Would it be possible reproduce this on a 3-node 7.5 cluster and attach /var/log/cluster/corosync.log from each of the nodes? There appears to be a pre-existing bug in how the cluster picks which host gets a remote command when the remote connection is moving, but for whatever reason the 7.5 packages cleanly recovered from the fallout, whereas the 7.6 packages do not. The 7.5 logs would help me figure out what's different. Using both the 7.5 and 7.6 packages to run crm_simulate --save-graph using the controller-2's pe-input-79.bz2 input from the 3-node reproducer, the cluster wrongly routes the pre-notify action for bundle instance 0 through its ultimate destination (controller-1) and not its current location (controller-0). For example (note the router_node): <rsc_op id="205" operation="notify" operation_key="rabbitmq_pre_notify_stop_0" internal_operation_key="rabbitmq:0_pre_notify_stop_0" on_node="rabbitmq-bundle-0" on_node_uuid="rabbitmq-bundle-0" router_node="controller-1"> So, there will likely be two bugs to fix here, the command routing issue (which appears to be longstanding), and the handling of a bad routing (which may be a regression).
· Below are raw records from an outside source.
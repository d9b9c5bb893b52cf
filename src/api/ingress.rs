// Ingress webhook handlers for the three wire formats: structured JSON,
// free-text alert (`{"body": "<text>"}`), and PineScript-style price-level
// events.

use std::sync::Arc;

use axum::extract::State;
use axum::http::{HeaderMap, StatusCode};
use axum::response::{IntoResponse, Json, Response};
use chrono::Utc;
use serde::Serialize;
use serde_json::Value;
use tracing::{info, warn};
use uuid::Uuid;

use crate::app_state::AppState;
use crate::error::BridgeError;
use crate::model::{Signal, SignalEvent};
use crate::normalizer::{self, NormalizedSignal};
use crate::state_machine;
use crate::types::{DetectionSource, EventKind};
use crate::validator;

use super::auth::resolve_provider;

#[derive(Debug, Serialize)]
struct ValidationSummary {
    is_valid: bool,
    warnings: Vec<String>,
    confidence_score: i32,
    rr_ratio: f64,
}

#[derive(Debug, Serialize)]
struct IngestAccepted {
    status: &'static str,
    signal_id: Uuid,
    symbol: String,
    direction: String,
    validation: ValidationSummary,
}

#[derive(Debug, Serialize)]
struct IngestRejected {
    message: &'static str,
    errors: Vec<String>,
    warnings: Vec<String>,
}

impl IntoResponse for BridgeError {
    fn into_response(self) -> Response {
        match self {
            BridgeError::Malformed(msg) => (StatusCode::BAD_REQUEST, Json(serde_json::json!({ "message": msg }))).into_response(),
            BridgeError::ValidationFailed { errors, warnings } => (
                StatusCode::UNPROCESSABLE_ENTITY,
                Json(IngestRejected {
                    message: "validation failed",
                    errors,
                    warnings,
                }),
            )
                .into_response(),
            BridgeError::NotFound(id) => (StatusCode::NOT_FOUND, Json(serde_json::json!({ "message": format!("not found: {id}") }))).into_response(),
            BridgeError::UpstreamPriceFetch(msg) => (StatusCode::BAD_GATEWAY, Json(serde_json::json!({ "message": msg }))).into_response(),
            BridgeError::Persistence(err) => (StatusCode::INTERNAL_SERVER_ERROR, Json(serde_json::json!({ "message": err.to_string() }))).into_response(),
        }
    }
}

/// `POST /webhook/tradingview` — accepts either structured JSON or the
/// TaskMagic-style `{"body": "<text>"}` free-text form.
pub async fn ingest_tradingview(
    State(state): State<Arc<AppState>>,
    headers: HeaderMap,
    Json(body): Json<Value>,
) -> Result<Response, BridgeError> {
    let api_key = headers
        .get("X-API-Key")
        .and_then(|v| v.to_str().ok())
        .map(str::to_string);
    let body_provider_name = body.get("provider").and_then(|v| v.as_str()).map(str::to_string);

    let provider = resolve_provider(&state, api_key.as_deref(), body_provider_name.as_deref())
        .await
        .map_err(BridgeError::Persistence)?;

    let is_text_alert = body
        .get("body")
        .and_then(|v| v.as_str())
        .is_some()
        && body.get("symbol").is_none();

    let normalized: NormalizedSignal = if is_text_alert {
        let text = body.get("body").and_then(|v| v.as_str()).unwrap_or_default();
        normalizer::parse_text_alert(text).map_err(|e| BridgeError::Malformed(e.to_string()))?
    } else {
        normalizer::normalize_structured(&body).map_err(|e| BridgeError::Malformed(e.to_string()))?
    };

    let signal = Signal::new(
        provider.id,
        normalized.symbol.clone(),
        normalized.asset_class,
        normalized.direction,
        normalized.entry,
        normalized.sl,
        normalized.tp1,
        normalized.tp2,
        normalized.tp3,
        normalized.timestamp,
        normalized.raw_payload,
        None,
        normalized.strategy_label,
    )
    .map_err(|e| BridgeError::Malformed(e.to_string()))?;

    let config = state.config.read().clone();
    let recent = state
        .store
        .select_signals(crate::persistence::SignalFilter {
            provider_id: Some(provider.id),
            ..Default::default()
        })
        .await
        .map_err(BridgeError::Persistence)?;
    let recent_refs: Vec<&Signal> = recent.iter().collect();
    let validation = validator::validate(&signal, &config, Utc::now(), &recent_refs);

    if !validation.is_valid() {
        let mut invalid_signal = signal;
        invalid_signal.status = crate::types::SignalStatus::Invalid;
        state.store.insert_signal(invalid_signal).await.map_err(BridgeError::Persistence)?;
        return Err(BridgeError::ValidationFailed {
            errors: validation.errors,
            warnings: validation.warnings,
        });
    }

    let signal_id = signal.id;
    let symbol = signal.symbol.clone();
    let direction = signal.direction.to_string();
    let rr_ratio = signal.rr_ratio;

    state.store.insert_signal(signal).await.map_err(BridgeError::Persistence)?;
    let registered_event = SignalEvent::new(
        signal_id,
        EventKind::EntryRegistered,
        None,
        DetectionSource::TradingView,
        Utc::now(),
        serde_json::json!({}),
    );
    state.store.insert_event(registered_event).await.map_err(BridgeError::Persistence)?;

    info!(signal_id = %signal_id, symbol = %symbol, "signal accepted");

    Ok((
        StatusCode::OK,
        Json(IngestAccepted {
            status: "accepted",
            signal_id,
            symbol,
            direction,
            validation: ValidationSummary {
                is_valid: true,
                warnings: validation.warnings,
                confidence_score: validation.confidence_score,
                rr_ratio,
            },
        }),
    )
        .into_response())
}

#[derive(Debug, Serialize)]
struct PineScriptProcessed {
    status: &'static str,
    signal_id: Uuid,
    event_type: String,
    did_transition: bool,
    new_status: String,
}

/// `POST /webhook/pinescript` — price-level events for an already
/// registered signal (wire format (c)).
pub async fn ingest_pinescript_event(
    State(state): State<Arc<AppState>>,
    Json(body): Json<Value>,
) -> Result<Response, BridgeError> {
    let event_input = normalizer::normalize_price_event(&body)
        .map_err(|e| BridgeError::Malformed(e.to_string()))?;

    let signal_id = Uuid::parse_str(&event_input.signal_id)
        .map_err(|_| BridgeError::Malformed("signal_id is not a valid uuid".to_string()))?;

    let mut signal = state
        .store
        .get_signal(signal_id)
        .await
        .map_err(BridgeError::Persistence)?
        .ok_or_else(|| BridgeError::NotFound(signal_id.to_string()))?;

    let event_kind = match event_input.event_type.to_uppercase().as_str() {
        "ENTRY" | "ENTRY_HIT" => EventKind::EntryHit,
        "TP1" | "TP1_HIT" => EventKind::Tp1Hit,
        "TP2" | "TP2_HIT" => EventKind::Tp2Hit,
        "TP3" | "TP3_HIT" => EventKind::Tp3Hit,
        "SL" | "SL_HIT" => EventKind::SlHit,
        "CLOSE" | "MANUAL_CLOSE" => EventKind::ManualClose,
        other => return Err(BridgeError::Malformed(format!("unknown event_type: {other}"))),
    };

    let transition = state_machine::apply(signal.status, event_kind);
    if transition.did_transition {
        let price = event_input.price.unwrap_or(signal.last_price.unwrap_or(signal.entry));
        crate::monitor::process_hit(&state, &mut signal, event_kind, price)
            .await
            .map_err(BridgeError::Persistence)?;
        state.store.update_signal(signal.clone()).await.map_err(BridgeError::Persistence)?;
    } else {
        warn!(signal_id = %signal_id, reason = %transition.reason, "pinescript event produced no transition");
    }

    Ok((
        StatusCode::OK,
        Json(PineScriptProcessed {
            status: "processed",
            signal_id,
            event_type: event_input.event_type,
            did_transition: transition.did_transition,
            new_status: signal.status.to_string(),
        }),
    )
        .into_response())
}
# crm_mon -x ~/pe-input-79.bz2 -R [...] Docker container set: redis-bundle [192.168.24.1:8787/rhosp13/openstack-redis:pcmklatest] Replica[0] redis-bundle-docker-0 (ocf::heartbeat:docker): Started controller-0 redis-bundle-0 (ocf::pacemaker:remote): Started controller-0 redis (ocf::heartbeat:redis): Master redis-bundle-0 # crm_simulate -Sx ~/pe-input-79.bz2 -G 79.xml # grep redis_pre_notify_demote_0.*bundle-0 79.xml <rsc_op id="230" operation="notify" operation_key="redis_pre_notify_demote_0" internal_operation_key="redis:0_pre_notify_demote_0" on_node="redis-bundle-0" on_node_uuid="redis-bundle-0" router_node="controller-1"> Specifically: router_node="controller-1" See also: Oct 31 11:54:02 [23528] controller-2 crmd: error: print_synapse: [Action 215]: In-flight rsc op redis_pre_notify_demote_0 on redis-bundle-0 (priority: 0, waiting: none) Oct 31 11:51:32 [23525] controller-1 crmd: info: synthesize_lrmd_failure: Faking redis_notify_0 result (0) on redis-bundle-0 Also, this appears to be specific to notifications because router_node is set correctly for the stop and demote actions: <rsc_op id="138" operation="stop" operation_key="redis_stop_0" internal_operation_key="redis:0_stop_0" on_node="redis-bundle-0" on_node_uuid="redis-bundle-0" router_node="controller-0"> <rsc_op id="137" operation="demote" operation_key="redis_demote_0" internal_operation_key="redis:0_demote_0" on_node="redis-bundle-0" on_node_uuid="redis-bundle-0" router_node="controller-0"/> Originally this input would have resulted in a borked transition. This was fixed some time prior to d28399b but doesn't appear to be sending out notifications at that point. The notification started being sent as of 31d4f2e01d47312ff21da845f0fc6816630c00ec, but they had the wrong router_node set.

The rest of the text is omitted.